━━━ THE INPUT
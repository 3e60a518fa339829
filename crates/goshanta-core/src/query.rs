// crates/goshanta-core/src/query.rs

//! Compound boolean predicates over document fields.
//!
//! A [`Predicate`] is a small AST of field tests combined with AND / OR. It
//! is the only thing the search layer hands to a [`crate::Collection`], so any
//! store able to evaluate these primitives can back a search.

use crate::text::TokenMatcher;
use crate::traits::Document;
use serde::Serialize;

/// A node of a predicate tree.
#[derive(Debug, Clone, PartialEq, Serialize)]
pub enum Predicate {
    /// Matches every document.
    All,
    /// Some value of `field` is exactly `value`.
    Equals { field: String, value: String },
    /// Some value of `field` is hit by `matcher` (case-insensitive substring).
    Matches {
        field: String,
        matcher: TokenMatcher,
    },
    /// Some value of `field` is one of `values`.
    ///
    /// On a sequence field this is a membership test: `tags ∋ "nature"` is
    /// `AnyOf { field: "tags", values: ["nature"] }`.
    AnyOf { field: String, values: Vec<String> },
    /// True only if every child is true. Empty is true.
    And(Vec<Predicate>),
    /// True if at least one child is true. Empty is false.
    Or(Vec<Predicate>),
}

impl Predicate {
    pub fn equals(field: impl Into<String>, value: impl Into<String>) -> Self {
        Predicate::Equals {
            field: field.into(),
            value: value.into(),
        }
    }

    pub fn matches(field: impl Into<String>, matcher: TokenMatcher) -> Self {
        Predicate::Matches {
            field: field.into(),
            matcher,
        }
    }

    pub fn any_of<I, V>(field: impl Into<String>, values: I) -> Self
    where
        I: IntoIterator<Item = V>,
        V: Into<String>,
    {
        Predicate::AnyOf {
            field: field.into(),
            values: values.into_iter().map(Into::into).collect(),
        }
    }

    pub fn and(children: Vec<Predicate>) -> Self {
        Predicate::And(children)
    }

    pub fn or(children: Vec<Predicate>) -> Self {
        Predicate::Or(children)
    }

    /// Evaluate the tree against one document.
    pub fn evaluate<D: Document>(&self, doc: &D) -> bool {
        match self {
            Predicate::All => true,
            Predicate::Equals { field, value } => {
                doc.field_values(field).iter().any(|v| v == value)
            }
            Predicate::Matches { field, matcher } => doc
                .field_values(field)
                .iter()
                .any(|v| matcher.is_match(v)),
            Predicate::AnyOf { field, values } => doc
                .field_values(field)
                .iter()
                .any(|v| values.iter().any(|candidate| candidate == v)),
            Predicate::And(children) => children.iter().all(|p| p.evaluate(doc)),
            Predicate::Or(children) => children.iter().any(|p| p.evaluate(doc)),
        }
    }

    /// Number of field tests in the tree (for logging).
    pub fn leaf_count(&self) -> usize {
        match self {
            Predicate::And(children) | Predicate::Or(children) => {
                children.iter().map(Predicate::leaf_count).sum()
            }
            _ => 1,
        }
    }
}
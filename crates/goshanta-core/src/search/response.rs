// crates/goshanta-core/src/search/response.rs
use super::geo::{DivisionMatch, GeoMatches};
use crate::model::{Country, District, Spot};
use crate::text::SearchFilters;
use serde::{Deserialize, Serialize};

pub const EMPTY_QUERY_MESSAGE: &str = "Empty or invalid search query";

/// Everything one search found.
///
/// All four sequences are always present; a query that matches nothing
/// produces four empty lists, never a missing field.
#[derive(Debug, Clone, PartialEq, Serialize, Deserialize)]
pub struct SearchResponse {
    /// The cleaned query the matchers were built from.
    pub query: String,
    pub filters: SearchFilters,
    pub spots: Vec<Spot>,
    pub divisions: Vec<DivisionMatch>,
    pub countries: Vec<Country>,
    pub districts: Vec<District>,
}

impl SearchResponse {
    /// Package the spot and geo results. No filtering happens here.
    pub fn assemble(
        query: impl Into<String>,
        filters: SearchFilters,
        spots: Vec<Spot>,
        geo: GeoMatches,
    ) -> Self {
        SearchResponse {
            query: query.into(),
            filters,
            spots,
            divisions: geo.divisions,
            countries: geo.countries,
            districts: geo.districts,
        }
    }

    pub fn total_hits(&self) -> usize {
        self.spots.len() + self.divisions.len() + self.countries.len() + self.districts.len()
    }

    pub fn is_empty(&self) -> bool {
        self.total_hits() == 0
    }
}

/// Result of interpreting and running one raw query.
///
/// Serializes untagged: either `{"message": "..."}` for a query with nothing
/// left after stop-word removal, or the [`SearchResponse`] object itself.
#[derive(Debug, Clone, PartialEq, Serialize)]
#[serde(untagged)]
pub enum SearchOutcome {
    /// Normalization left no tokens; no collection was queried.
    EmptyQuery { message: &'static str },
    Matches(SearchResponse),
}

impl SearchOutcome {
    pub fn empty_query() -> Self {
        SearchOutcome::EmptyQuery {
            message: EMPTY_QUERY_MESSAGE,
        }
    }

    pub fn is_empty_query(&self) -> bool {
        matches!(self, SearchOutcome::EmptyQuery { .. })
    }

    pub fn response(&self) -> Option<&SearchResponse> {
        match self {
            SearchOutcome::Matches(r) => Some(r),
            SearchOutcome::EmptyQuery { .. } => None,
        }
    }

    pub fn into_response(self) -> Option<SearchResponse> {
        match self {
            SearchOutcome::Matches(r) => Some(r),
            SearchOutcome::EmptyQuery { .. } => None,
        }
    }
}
━━━━━━
━━━ THE INPUT
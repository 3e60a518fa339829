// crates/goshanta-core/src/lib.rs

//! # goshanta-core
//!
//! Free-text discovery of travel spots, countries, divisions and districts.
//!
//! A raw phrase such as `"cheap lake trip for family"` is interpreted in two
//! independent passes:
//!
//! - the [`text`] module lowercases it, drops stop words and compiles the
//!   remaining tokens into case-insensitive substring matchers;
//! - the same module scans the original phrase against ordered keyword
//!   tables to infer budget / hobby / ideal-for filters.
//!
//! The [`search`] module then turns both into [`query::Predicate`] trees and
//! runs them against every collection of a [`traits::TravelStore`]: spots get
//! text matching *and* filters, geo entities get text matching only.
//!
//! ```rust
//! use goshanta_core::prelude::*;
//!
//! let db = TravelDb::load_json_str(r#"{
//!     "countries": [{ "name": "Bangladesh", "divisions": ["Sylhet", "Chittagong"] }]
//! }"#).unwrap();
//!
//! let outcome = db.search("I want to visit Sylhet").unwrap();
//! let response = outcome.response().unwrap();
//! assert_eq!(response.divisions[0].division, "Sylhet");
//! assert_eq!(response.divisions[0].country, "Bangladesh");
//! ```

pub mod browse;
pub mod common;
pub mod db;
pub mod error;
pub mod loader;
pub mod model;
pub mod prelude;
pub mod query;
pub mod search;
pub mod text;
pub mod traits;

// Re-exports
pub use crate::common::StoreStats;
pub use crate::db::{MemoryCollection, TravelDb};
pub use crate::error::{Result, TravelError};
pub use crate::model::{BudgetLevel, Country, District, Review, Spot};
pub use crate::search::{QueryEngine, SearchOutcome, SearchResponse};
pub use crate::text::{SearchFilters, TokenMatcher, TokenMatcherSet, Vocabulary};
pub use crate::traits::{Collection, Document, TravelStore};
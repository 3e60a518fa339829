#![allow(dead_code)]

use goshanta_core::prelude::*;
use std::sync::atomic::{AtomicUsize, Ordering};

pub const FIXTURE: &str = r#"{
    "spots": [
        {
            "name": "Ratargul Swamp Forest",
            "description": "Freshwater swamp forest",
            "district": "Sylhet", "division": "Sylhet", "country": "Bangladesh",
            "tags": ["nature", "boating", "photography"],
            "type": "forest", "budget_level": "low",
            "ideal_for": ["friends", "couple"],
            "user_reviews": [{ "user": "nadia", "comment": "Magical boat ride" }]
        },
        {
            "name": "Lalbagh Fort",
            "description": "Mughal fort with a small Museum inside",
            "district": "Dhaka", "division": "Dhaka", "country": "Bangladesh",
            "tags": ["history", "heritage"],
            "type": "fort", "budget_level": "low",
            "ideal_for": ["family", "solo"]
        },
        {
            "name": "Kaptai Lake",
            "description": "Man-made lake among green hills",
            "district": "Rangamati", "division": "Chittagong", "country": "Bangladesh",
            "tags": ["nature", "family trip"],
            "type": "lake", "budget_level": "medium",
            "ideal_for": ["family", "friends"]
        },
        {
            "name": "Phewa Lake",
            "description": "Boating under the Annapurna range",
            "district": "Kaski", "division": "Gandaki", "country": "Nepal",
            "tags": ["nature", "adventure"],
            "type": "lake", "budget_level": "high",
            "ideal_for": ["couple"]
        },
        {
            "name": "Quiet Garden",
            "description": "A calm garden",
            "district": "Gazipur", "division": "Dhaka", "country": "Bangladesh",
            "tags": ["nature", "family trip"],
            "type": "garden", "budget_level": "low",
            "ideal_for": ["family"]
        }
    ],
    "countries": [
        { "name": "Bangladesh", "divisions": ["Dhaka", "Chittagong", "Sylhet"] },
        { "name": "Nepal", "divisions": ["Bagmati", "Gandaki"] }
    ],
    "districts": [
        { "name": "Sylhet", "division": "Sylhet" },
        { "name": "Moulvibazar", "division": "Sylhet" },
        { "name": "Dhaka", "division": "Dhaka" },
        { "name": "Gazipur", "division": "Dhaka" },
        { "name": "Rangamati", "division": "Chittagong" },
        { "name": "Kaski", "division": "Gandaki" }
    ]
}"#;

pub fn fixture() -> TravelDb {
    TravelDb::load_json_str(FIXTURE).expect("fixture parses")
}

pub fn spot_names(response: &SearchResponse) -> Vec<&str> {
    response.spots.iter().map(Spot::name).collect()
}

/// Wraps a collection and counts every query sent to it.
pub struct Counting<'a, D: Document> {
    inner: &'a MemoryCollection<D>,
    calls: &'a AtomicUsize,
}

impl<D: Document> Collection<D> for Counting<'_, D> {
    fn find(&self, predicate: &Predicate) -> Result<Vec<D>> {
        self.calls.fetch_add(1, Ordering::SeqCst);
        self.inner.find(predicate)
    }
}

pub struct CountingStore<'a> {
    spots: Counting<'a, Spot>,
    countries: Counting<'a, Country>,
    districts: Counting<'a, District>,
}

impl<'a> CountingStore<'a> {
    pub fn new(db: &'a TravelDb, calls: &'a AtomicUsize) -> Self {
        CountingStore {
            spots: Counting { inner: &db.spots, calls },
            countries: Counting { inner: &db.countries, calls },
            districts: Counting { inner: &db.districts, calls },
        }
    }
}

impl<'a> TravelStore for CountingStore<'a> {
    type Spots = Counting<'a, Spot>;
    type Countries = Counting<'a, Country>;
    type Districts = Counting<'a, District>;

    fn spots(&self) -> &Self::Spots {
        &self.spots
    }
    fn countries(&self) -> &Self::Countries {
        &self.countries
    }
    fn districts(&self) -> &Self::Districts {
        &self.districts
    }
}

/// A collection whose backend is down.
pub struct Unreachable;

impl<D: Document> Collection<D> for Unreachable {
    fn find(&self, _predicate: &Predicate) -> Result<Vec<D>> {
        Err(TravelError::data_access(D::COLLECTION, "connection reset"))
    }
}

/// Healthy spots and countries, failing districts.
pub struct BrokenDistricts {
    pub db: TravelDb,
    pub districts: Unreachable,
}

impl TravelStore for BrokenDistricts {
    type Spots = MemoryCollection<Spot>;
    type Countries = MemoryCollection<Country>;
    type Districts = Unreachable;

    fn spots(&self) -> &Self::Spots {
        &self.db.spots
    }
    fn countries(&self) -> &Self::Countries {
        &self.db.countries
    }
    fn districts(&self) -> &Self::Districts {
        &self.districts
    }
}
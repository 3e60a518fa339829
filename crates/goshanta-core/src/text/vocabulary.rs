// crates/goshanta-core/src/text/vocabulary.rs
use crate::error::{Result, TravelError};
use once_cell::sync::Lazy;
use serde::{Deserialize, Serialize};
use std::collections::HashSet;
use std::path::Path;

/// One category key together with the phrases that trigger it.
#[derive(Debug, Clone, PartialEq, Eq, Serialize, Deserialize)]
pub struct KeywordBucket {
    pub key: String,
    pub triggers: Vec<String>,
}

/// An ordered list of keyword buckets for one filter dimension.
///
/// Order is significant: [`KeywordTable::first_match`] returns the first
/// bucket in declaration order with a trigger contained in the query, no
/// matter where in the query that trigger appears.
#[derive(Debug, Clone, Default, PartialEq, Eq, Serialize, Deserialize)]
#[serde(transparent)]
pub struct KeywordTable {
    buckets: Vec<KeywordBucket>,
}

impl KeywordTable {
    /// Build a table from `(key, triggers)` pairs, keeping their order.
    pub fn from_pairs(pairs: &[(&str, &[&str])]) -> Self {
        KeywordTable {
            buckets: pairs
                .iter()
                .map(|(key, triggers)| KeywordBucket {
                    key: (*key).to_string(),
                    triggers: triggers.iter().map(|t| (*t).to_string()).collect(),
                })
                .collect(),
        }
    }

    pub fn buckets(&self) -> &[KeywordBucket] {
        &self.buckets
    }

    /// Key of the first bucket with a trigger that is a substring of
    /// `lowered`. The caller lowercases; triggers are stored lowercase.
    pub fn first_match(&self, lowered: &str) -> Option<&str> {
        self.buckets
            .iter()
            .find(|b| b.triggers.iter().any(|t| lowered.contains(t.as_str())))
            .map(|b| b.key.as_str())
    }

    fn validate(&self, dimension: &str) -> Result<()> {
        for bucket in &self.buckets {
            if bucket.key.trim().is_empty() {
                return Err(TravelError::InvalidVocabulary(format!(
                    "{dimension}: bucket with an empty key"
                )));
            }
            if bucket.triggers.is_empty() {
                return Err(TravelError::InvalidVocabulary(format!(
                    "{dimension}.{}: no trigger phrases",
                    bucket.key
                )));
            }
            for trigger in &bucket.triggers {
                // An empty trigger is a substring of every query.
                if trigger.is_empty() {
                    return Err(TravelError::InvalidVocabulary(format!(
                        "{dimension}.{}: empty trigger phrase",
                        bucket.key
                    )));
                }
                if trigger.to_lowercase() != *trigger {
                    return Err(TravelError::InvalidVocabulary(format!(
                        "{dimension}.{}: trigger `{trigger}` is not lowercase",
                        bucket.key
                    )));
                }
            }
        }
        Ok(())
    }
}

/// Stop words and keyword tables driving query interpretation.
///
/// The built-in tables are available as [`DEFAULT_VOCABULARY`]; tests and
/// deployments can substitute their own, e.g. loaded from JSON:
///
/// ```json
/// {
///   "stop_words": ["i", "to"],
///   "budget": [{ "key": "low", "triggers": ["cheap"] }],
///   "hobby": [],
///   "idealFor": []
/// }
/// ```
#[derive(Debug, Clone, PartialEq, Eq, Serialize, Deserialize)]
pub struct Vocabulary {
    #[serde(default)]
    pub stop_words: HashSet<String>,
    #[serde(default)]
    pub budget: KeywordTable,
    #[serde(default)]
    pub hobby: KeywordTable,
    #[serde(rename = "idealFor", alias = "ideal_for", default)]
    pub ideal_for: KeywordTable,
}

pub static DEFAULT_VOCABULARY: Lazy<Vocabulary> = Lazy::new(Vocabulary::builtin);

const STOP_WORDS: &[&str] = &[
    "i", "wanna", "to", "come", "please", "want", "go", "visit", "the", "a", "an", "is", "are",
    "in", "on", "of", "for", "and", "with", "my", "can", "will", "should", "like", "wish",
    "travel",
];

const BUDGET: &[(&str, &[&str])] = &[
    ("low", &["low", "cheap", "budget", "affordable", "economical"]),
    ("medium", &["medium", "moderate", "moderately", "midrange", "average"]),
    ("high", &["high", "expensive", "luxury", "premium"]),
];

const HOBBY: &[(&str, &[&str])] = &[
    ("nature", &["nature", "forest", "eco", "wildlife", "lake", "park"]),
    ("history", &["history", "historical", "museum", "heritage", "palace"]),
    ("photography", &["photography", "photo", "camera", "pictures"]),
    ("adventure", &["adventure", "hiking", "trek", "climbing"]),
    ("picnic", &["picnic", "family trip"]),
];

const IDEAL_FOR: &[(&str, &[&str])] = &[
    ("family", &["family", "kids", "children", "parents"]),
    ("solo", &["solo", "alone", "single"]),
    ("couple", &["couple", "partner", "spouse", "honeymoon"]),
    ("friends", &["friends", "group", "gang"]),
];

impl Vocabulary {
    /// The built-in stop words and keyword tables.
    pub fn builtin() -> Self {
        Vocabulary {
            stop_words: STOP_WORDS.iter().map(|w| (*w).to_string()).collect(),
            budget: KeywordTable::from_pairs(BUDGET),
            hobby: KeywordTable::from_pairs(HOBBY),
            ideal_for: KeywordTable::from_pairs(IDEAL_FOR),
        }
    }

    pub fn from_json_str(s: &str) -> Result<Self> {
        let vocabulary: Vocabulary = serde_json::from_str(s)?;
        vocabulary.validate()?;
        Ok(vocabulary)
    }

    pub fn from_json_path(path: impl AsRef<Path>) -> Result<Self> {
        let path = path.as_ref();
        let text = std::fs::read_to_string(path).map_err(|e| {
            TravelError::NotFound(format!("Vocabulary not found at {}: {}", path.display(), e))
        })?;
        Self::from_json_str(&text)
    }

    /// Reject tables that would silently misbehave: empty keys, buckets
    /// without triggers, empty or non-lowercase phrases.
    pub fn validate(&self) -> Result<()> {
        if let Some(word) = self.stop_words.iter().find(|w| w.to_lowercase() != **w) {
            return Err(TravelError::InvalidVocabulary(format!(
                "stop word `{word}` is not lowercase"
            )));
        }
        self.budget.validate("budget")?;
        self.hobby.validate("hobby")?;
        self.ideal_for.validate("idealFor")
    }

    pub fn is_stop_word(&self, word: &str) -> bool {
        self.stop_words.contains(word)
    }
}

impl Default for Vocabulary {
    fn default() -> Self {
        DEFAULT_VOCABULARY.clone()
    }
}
━━━━━━
▸ **PROBLEM**
Filter the entries down to the lines with the word "SearchResponse" in them.

▸ **SOLUTION TO THIS TASK**
pub struct SearchResponse {
impl SearchResponse {
        SearchResponse {
/// left after stop-word removal, or the [`SearchResponse`] object itself.
    Matches(SearchResponse),
    pub fn response(&self) -> Option<&SearchResponse> {
    pub fn into_response(self) -> Option<SearchResponse> {
pub use crate::search::{QueryEngine, SearchOutcome, SearchResponse};
pub fn spot_names(response: &SearchResponse) -> Vec<&str> {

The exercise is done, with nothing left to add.